HAGI Ablation - Model A - Dense Baseline (control)
TL;DR - dense baseline - the experimental control / floor. One arm of a four-model controlled ablation testing whether Clifford grade decomposition improves reasoning-per-parameter in a small language model. Headline result: it does not - on held-out validation the plain recurrent baseline (B) beats full GDR (D) on every seed. This card documents this arm and links the rest of the family so you can traverse the whole experiment.
One of four same-budget models in the HAGI Grade-Decomposed Recurrence (GDR)

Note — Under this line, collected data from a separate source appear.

//! Error types for the PayWhirl client.
//!
//! # Design
//! Only failures that happen on this side of the wire are errors. A request
//! the service rejects (any 4xx/5xx) is still a successful call: its decoded
//! body is handed back to the caller, because the service's error envelope is
//! not something the client interprets. `Transport` and `Decode` stay separate
//! so callers can tell "never got an answer" from "got an answer we could not
//! read".

use thiserror::Error;

/// Result alias used throughout the crate.
pub type Result<T> = std::result::Result<T, Error>;

/// Errors returned by the dispatcher, the transport and configuration loading.
#[derive(Debug, Error)]
pub enum Error {
    /// A caller-supplied value was rejected before any network activity,
    /// e.g. an unsupported HTTP verb or an empty API key.
    #[error("invalid argument: {0}")]
    InvalidArgument(String),

    /// Configuration could not be assembled from the environment.
    #[error("configuration error: {0}")]
    Configuration(String),

    /// The request never produced a response: DNS, connect, TLS, timeout or
    /// a failure while reading the body.
    #[error("transport error: {0}")]
    Transport(#[source] Box<dyn std::error::Error + Send + Sync>),

    /// The service answered with a non-empty body that is not JSON.
    #[error("response body is not valid JSON: {0}")]
    Decode(#[from] serde_json::Error),
}

impl Error {
    /// Wrap any transport-level failure.
    pub fn transport<E>(err: E) -> Self
    where
        E: Into<Box<dyn std::error::Error + Send + Sync>>,
    {
        Error::Transport(err.into())
    }
}

impl From<ureq::Error> for Error {
    fn from(err: ureq::Error) -> Self {
        Error::transport(err)
    }
}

ablation. All four share data, tokenizer, schedule, and token budget and differ in
only two flags - use_loop and use_gdr - so the comparison isolates the
mechanism with no confounds.
Research artifact, not a product. ~114M parameters, trained on 500M tokens (well under Chinchilla-optimal for this size). It writes fluent, on-topic English but its facts are unreliable. Its purpose is a controlled scientific comparison.
This model
| Role | dense baseline - the experimental control / floor |
Recurrence (use_loop) |
none |
Clifford GDR (use_gdr) |
none |
| Parameters | 113.3M |
| Checkpoint | step-00007630.pt (model + optimizer state + config dict) |
| Tokens seen | 500M (sequence length 1024) |
| Eval loss / perplexity | 3.4880 / 32.72 (shared 819,200-token set, seed 42) |
What is HAGI / GDR?
HAGI tests one hypothesis: does decomposing a recurrent transformer's hidden state into Clifford-algebra grades - scalar / vector / bivector / trivector, each with its own update rate, plus a geometric-product cross-grade interaction - improve reasoning-per-parameter in small models?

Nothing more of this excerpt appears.